#### Task item:
Every line in the listing below from the one with "for one request." through the one with "Some(creds) if creds.is_too_long()" is to be reproduced exactly, both ends included; leave out the rest.

#### Records supplied:
//! Per-request login state machine.

use std::collections::HashMap;

use sha2::{Digest, Sha256};
use subtle::{Choice, ConstantTimeEq};
use tanto_core::config::Settings;

use super::credentials::{Credentials, Identity};
use crate::error::{ServiceError, ServiceResult};
use crate::guard::{AbuseGuard, AddressKey, BanPolicy};

type CredentialDigest = [u8; 32];

/// Why a login was rejected. Logged, never sent to the client.
#[derive(Debug, Clone, Copy, PartialEq, Eq)]
pub enum RejectReason {
    AddressBanned,
    MissingCredentials,
    CredentialsTooLong,
    UsernameBanned,
    WrongCredential,
}

impl RejectReason {
    #[must_use]
    pub const fn as_str(self) -> &'static str {
        match self {
            Self::AddressBanned => "address banned",
            Self::MissingCredentials => "missing credentials",
            Self::CredentialsTooLong => "credentials too long",
            Self::UsernameBanned => "username banned",
            Self::WrongCredential => "wrong credential",
        }
    }
}

impl std::fmt::Display for RejectReason {
    fn fmt(&self, f: &mut std::fmt::Formatter<'_>) -> std::fmt::Result {
        f.write_str(self.as_str())
    }
}

#[derive(Debug, Clone, PartialEq, Eq)]
pub enum GateOutcome {
    Granted(Identity),
    Rejected(RejectReason),
}

impl GateOutcome {
    #[must_use]
    pub const fn is_granted(&self) -> bool {
        matches!(self, Self::Granted(_))
    }

    /// ## Summary
    /// Collapses every rejection into one uniform error.
    ///
    /// ## Errors
    /// Returns `AuthenticationRejected` for any rejected outcome.
    pub fn into_result(self) -> ServiceResult<Identity> {
        match self {
            Self::Granted(identity) => Ok(identity),
            Self::Rejected(_) => Err(ServiceError::AuthenticationRejected),
        }
    }
}

enum GateState {
    CheckAddressBan,
    ParseCredentials,
    CheckUsernameBan(Credentials),
    CompareCredential(Credentials),
    RecordFailure { username: String, reason: RejectReason },
    Grant(Identity),
    Reject(RejectReason),
}

/// ## Summary
/// Authenticates requests against the configured users.
///
/// Owns the ban caches for the lifetime of the server.
pub struct CredentialGate {
    users: HashMap<String, CredentialDigest>,
    unknown_user: CredentialDigest,
    guard: AbuseGuard,
}

impl CredentialGate {
    #[must_use]
    pub fn new(settings: &Settings) -> Self {
        let users = settings
            .user
            .iter()
            .map(|user| (user.username.clone(), digest(&user.credential)))
            .collect();
        let guard = AbuseGuard::new(BanPolicy::from(&settings.security));

        tracing::debug!(policy = ?guard.policy(), "Credential gate built");

        Self::with_guard(users, guard)
    }

    #[must_use]
    pub fn with_guard(users: HashMap<String, CredentialDigest>, guard: AbuseGuard) -> Self {
        Self {
            users,
            unknown_user: digest(""),
            guard,
        }
    }

    #[must_use]
    pub const fn guard(&self) -> &AbuseGuard {
        &self.guard
    }

    /// ## Summary
    /// Authenticates a request from the raw `Authorization` header value.
    pub fn check_authorization(&self, address: AddressKey, header: Option<&str>) -> GateOutcome {
        self.check_login(address, header.and_then(Credentials::from_basic_header))
    }

    /// ## Summary
    /// Runs the login state machine for one request.
    ///
    /// The address ban is consulted first, then credentials are validated, then
    /// the username ban, then the credential itself. A wrong or malformed
    /// attempt is recorded against the ban caches; a successful one clears them.
    #[tracing::instrument(skip(self, credentials), fields(username))]
    pub fn check_login(&self, address: AddressKey, credentials: Option<Credentials>) -> GateOutcome {
        let mut supplied = credentials;
        let mut state = GateState::CheckAddressBan;

        loop {
            state = match state {
                GateState::CheckAddressBan => {
                    if self.guard.is_address_banned(address) {
                        GateState::Reject(RejectReason::AddressBanned)
                    } else {
                        GateState::ParseCredentials
                    }
                }
                GateState::ParseCredentials => match supplied.take() {
                    None => GateState::RecordFailure {
                        username: String::new(),
                        reason: RejectReason::MissingCredentials,
                    },
                    Some(creds) if creds.is_too_long() => GateState::RecordFailure {
                        username: String::new(),
                        reason: RejectReason::CredentialsTooLong,
                    },
                    Some(creds) => {
                        tracing::Span::current().record("username", creds.username.as_str());
                        GateState::CheckUsernameBan(creds)
                    }
                },
                GateState::CheckUsernameBan(creds) => {
                    if self.guard.is_username_banned(&creds.username) {
                        GateState::Reject(RejectReason::UsernameBanned)
                    } else {
                        GateState::CompareCredential(creds)
                    }
                }
                GateState::CompareCredential(creds) => {
                    if self.credential_matches(&creds) {
                        GateState::Grant(Identity {
                            username: creds.username,
                        })
                    } else {
                        GateState::RecordFailure {
                            username: creds.username,
                            reason: RejectReason::WrongCredential,
                        }
                    }
                }
                GateState::RecordFailure { username, reason } => {
                    self.guard.record_failure(address, &username);
                    GateState::Reject(reason)
                }
                GateState::Grant(identity) => {
                    self.guard.record_success(address, &identity.username);
                    tracing::debug!("Login granted");
                    return GateOutcome::Granted(identity);
                }
                GateState::Reject(reason) => {
                    tracing::debug!(%reason, "Login rejected");
                    return GateOutcome::Rejected(reason);
                }
            };
        }
    }

    fn credential_matches(&self, creds: &Credentials) -> bool {
        let (expected, known) = match self.users.get(&creds.username) {
            Some(expected) => (expected, Choice::from(1)),
            None => (&self.unknown_user, Choice::from(0)),
        };
        let supplied = digest(&creds.password);

        bool::from(supplied.as_slice().ct_eq(expected.as_slice()) & known)
    }
}

impl std::fmt::Debug for CredentialGate {
    fn fmt(&self, f: &mut std::fmt::Formatter<'_>) -> std::fmt::Result {
        f.debug_struct("CredentialGate")
            .field("users", &self.users.len())
            .field("guard", &self.guard)
            .finish_non_exhaustive()
    }
}

fn digest(value: &str) -> CredentialDigest {
    Sha256::digest(value.as_bytes()).into()
}
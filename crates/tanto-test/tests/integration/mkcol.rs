//! MKCOL integration tests.

use salvo::http::StatusCode;

use super::helpers::*;

#[test_log::test(tokio::test)]
async fn mkcol_creates_directory_once() {
    let server = TestServer::new();

    TestRequest::mkcol("/share/notes/sub")
        .basic_auth("alice", "secret")
        .send(&server.service)
        .await
        .assert_status(StatusCode::CREATED);
    assert!(server.path("/notes/sub").is_dir());

    TestRequest::mkcol("/share/notes/sub")
        .basic_auth("alice", "secret")
        .send(&server.service)
        .await
        .assert_status(StatusCode::METHOD_NOT_ALLOWED);
}

#[test_log::test(tokio::test)]
async fn mkcol_with_missing_parent_conflicts() {
    let server = TestServer::new();

    TestRequest::mkcol("/share/notes/x/y")
        .basic_auth("alice", "secret")
        .send(&server.service)
        .await
        .assert_status(StatusCode::CONFLICT);

    assert!(!server.exists("/notes/x"));
}

#[test_log::test(tokio::test)]
async fn mkcol_without_permission_is_forbidden() {
    let server = TestServer::new();

    TestRequest::mkcol("/share/public/dir")
        .basic_auth("bob", "hunter2")
        .send(&server.service)
        .await
        .assert_status(StatusCode::FORBIDDEN);

    assert!(!server.exists("/public/dir"));
}
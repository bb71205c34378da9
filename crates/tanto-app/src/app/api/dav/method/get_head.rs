//! GET and HEAD method handlers.

use salvo::http::{HeaderValue, StatusCode};
use salvo::{Depot, Request, Response, handler};
use tanto_service::library::EntryInfo;

use crate::app::api::dav::extract::dav_context;
use crate::error::AppResult;

const LISTING_CONTENT_TYPE: &str = "text/plain; charset=utf-8";
const FILE_CONTENT_TYPE: &str = "application/octet-stream";

/// ## Summary
/// Serves a file, or a plain-text listing for a directory.
///
/// Listings show one entry per line, directories suffixed with `/`, and only
/// entries the user may read.
///
/// ## Errors
/// Answers 403 without Read, 404 if nothing exists at the path.
#[handler]
#[tracing::instrument(skip_all, fields(method = "GET", path = %req.uri().path()))]
pub async fn get(req: &mut Request, res: &mut Response, depot: &Depot) {
    if let Err(e) = serve(req, depot, res, false).await {
        e.write_to(res);
    }
}

/// ## Summary
/// Like `GET`, without a body.
#[handler]
#[tracing::instrument(skip_all, fields(method = "HEAD", path = %req.uri().path()))]
pub async fn head(req: &mut Request, res: &mut Response, depot: &Depot) {
    if let Err(e) = serve(req, depot, res, true).await {
        e.write_to(res);
    }
}

async fn serve(req: &Request, depot: &Depot, res: &mut Response, is_head: bool) -> AppResult<()> {
    let ctx = dav_context(req, depot)?;
    let entry = ctx.library.stat(&ctx.username, &ctx.path).await?;

    if entry.is_dir {
        let entries = ctx.library.read_dir(&ctx.username, &ctx.path).await?;
        set_content_type(res, LISTING_CONTENT_TYPE);
        res.status_code(StatusCode::OK);
        if !is_head && let Err(e) = res.write_body(render_listing(&entries)) {
            tracing::error!("Failed to write response body: {}", e);
        }
        return Ok(());
    }

    set_content_type(res, FILE_CONTENT_TYPE);
    res.status_code(StatusCode::OK);
    if is_head {
        #[expect(
            clippy::let_underscore_must_use,
            reason = "Header addition failure is non-fatal"
        )]
        let _ = res.add_header("Content-Length", entry.len.to_string(), true);
        return Ok(());
    }

    let body = ctx.library.read_file(&ctx.username, &ctx.path).await?;
    if let Err(e) = res.write_body(body) {
        tracing::error!("Failed to write response body: {}", e);
    }
    Ok(())
}

fn set_content_type(res: &mut Response, value: &'static str) {
    #[expect(
        clippy::let_underscore_must_use,
        reason = "Header addition failure is non-fatal"
    )]
    let _ = res.add_header("Content-Type", HeaderValue::from_static(value), true);
}

fn render_listing(entries: &[EntryInfo]) -> String {
    let mut listing = String::new();
    for entry in entries {
        listing.push_str(&entry.name);
        if entry.is_dir {
            listing.push('/');
        }
        listing.push('\n');
    }
    listing
}
//! Tanto file server - integration test support.
//!
//! This crate re-exports the workspace crates so integration tests can use
//! `tanto_test::` paths.

pub mod component {
    pub use tanto_core::{config, constants, util};
    pub use tanto_service::{access, error, gate, guard, library};

    pub mod middleware {
        pub use tanto_app::middleware::*;
    }
}

pub mod app {
    pub use tanto_app::*;

    pub mod api {
        pub use tanto_app::app::api::*;
    }
}
pub mod config;
pub mod constants;
pub mod error;
pub mod util;
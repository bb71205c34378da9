//! Fixed permission requirements of file operations.

use super::permission::PermissionSet;

/// How a file is opened.
#[derive(Debug, Clone, Copy, PartialEq, Eq, Default)]
pub struct OpenMode {
    pub write: bool,
    pub create: bool,
}

impl OpenMode {
    pub const READ: Self = Self {
        write: false,
        create: false,
    };

    /// Create-or-replace, as used by `PUT`.
    pub const REPLACE: Self = Self {
        write: true,
        create: true,
    };
}

/// A file operation whose permission must be checked before any I/O.
#[derive(Debug, Clone, Copy, PartialEq, Eq)]
pub enum FileOperation {
    CreateFolder,
    Delete,
    Rename,
    Stat,
    ListDirectory,
    Open(OpenMode),
}

impl FileOperation {
    /// ## Summary
    /// Returns the permission set this operation requires.
    ///
    /// Opening always needs `READ`, plus `WRITE` when writing and `CREATE_FILE`
    /// when the file may be created.
    #[must_use]
    pub const fn required_permission(self) -> PermissionSet {
        match self {
            Self::CreateFolder => PermissionSet::CREATE_FOLDER,
            Self::Delete => PermissionSet::DELETE,
            Self::Rename => PermissionSet::RENAME,
            Self::Stat | Self::ListDirectory => PermissionSet::READ,
            Self::Open(mode) => {
                let mut needed = PermissionSet::READ.bits();
                if mode.write {
                    needed |= PermissionSet::WRITE.bits();
                }
                if mode.create {
                    needed |= PermissionSet::CREATE_FILE.bits();
                }
                PermissionSet::from_bits_truncate(needed)
            }
        }
    }
}
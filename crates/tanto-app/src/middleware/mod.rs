pub mod auth;
pub mod client_addr;
pub mod library;
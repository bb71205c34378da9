//! OPTIONS integration tests.

use salvo::http::StatusCode;

use super::helpers::*;

#[test_log::test(tokio::test)]
async fn options_answers_without_credentials() {
    let server = TestServer::new();

    TestRequest::options("/share/public/readme.txt")
        .send(&server.service)
        .await
        .assert_status(StatusCode::OK)
        .assert_header_contains("allow", "MKCOL")
        .assert_header_contains("allow", "MOVE")
        .assert_header("dav", "1");
}

#[test_log::test(tokio::test)]
async fn options_does_not_count_as_failure() {
    let server = TestServer::new();

    for _ in 0..10 {
        let _response = TestRequest::options("/share/")
            .from_ip("10.9.0.1")
            .send(&server.service)
            .await
            .assert_status(StatusCode::OK);
    }

    assert_eq!(server.state.gate.guard().tracked_addresses(), 0);

    TestRequest::get("/share/public/readme.txt")
        .basic_auth("bob", "hunter2")
        .from_ip("10.9.0.1")
        .send(&server.service)
        .await
        .assert_status(StatusCode::OK);
}
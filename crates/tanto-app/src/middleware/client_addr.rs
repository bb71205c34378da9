//! Resolves the client address used for per-address banning.

use std::net::IpAddr;

use salvo::Depot;
use tanto_service::guard::AddressKey;

/// ## Summary
/// Stores the client's [`AddressKey`] in the depot.
///
/// The peer address of the connection is used unless `trust_forwarded_for` is
/// set, in which case the first `X-Forwarded-For` entry (or `X-Real-IP`) wins.
/// Unresolvable addresses become [`AddressKey::UNKNOWN`].
pub struct ClientAddrMiddleware {
    pub trust_forwarded_for: bool,
}

#[salvo::async_trait]
impl salvo::Handler for ClientAddrMiddleware {
    #[tracing::instrument(skip_all)]
    async fn handle(
        &self,
        req: &mut salvo::Request,
        depot: &mut Depot,
        _res: &mut salvo::Response,
        _ctrl: &mut salvo::FlowCtrl,
    ) {
        let ip = self
            .trust_forwarded_for
            .then(|| forwarded_ip(req))
            .flatten()
            .or_else(|| peer_ip(req));

        tracing::trace!(ip = ?ip, "Client address resolved");
        depot.inject(AddressKey::from_ip(ip));
    }
}

fn forwarded_ip(req: &salvo::Request) -> Option<IpAddr> {
    let header = |name: &str| req.headers().get(name).and_then(|v| v.to_str().ok());

    header("X-Forwarded-For")
        .and_then(|list| list.split(',').next())
        .and_then(|first| first.trim().parse().ok())
        .or_else(|| header("X-Real-IP").and_then(|ip| ip.trim().parse().ok()))
}

fn peer_ip(req: &salvo::Request) -> Option<IpAddr> {
    let addr = req.remote_addr();
    addr.as_ipv4()
        .map(|v4| IpAddr::V4(*v4.ip()))
        .or_else(|| addr.as_ipv6().map(|v6| IpAddr::V6(*v6.ip())))
}

/// Client address resolved by [`ClientAddrMiddleware`]; unknown if it did not run.
#[must_use]
pub fn get_client_address_from_depot(depot: &Depot) -> AddressKey {
    depot
        .obtain::<AddressKey>()
        .copied()
        .unwrap_or(AddressKey::UNKNOWN)
}
use thiserror::Error;

use crate::access::PermissionSet;

/// Service layer errors
#[derive(Error, Debug)]
pub enum ServiceError {
    #[error(transparent)]
    CoreError(#[from] tanto_core::error::CoreError),

    #[error("Invalid pattern: {0}")]
    InvalidPattern(String),

    #[error("Invalid permission token: {0}")]
    InvalidPermission(String),

    #[error("Permission denied: {needed} on {path}")]
    PermissionDenied { path: String, needed: PermissionSet },

    #[error("Authentication rejected")]
    AuthenticationRejected,

    #[error("Not found: {0}")]
    NotFound(String),

    #[error("Already exists: {0}")]
    AlreadyExists(String),

    #[error("Conflict: {0}")]
    Conflict(String),

    #[error("IO error: {0}")]
    Io(#[from] std::io::Error),
}

pub type ServiceResult<T> = std::result::Result<T, ServiceError>;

#### The completed task:
    /// Runs the login state machine for one request.
    ///
    /// The address ban is consulted first, then credentials are validated, then
    /// the username ban, then the credential itself. A wrong or malformed
    /// attempt is recorded against the ban caches; a successful one clears them.
    #[tracing::instrument(skip(self, credentials), fields(username))]
    pub fn check_login(&self, address: AddressKey, credentials: Option<Credentials>) -> GateOutcome {
        let mut supplied = credentials;
        let mut state = GateState::CheckAddressBan;

        loop {
            state = match state {
                GateState::CheckAddressBan => {
                    if self.guard.is_address_banned(address) {
                        GateState::Reject(RejectReason::AddressBanned)
                    } else {
                        GateState::ParseCredentials
                    }
                }
                GateState::ParseCredentials => match supplied.take() {
                    None => GateState::RecordFailure {
                        username: String::new(),
                        reason: RejectReason::MissingCredentials,
                    },
                    Some(creds) if creds.is_too_long() => GateState::RecordFailure {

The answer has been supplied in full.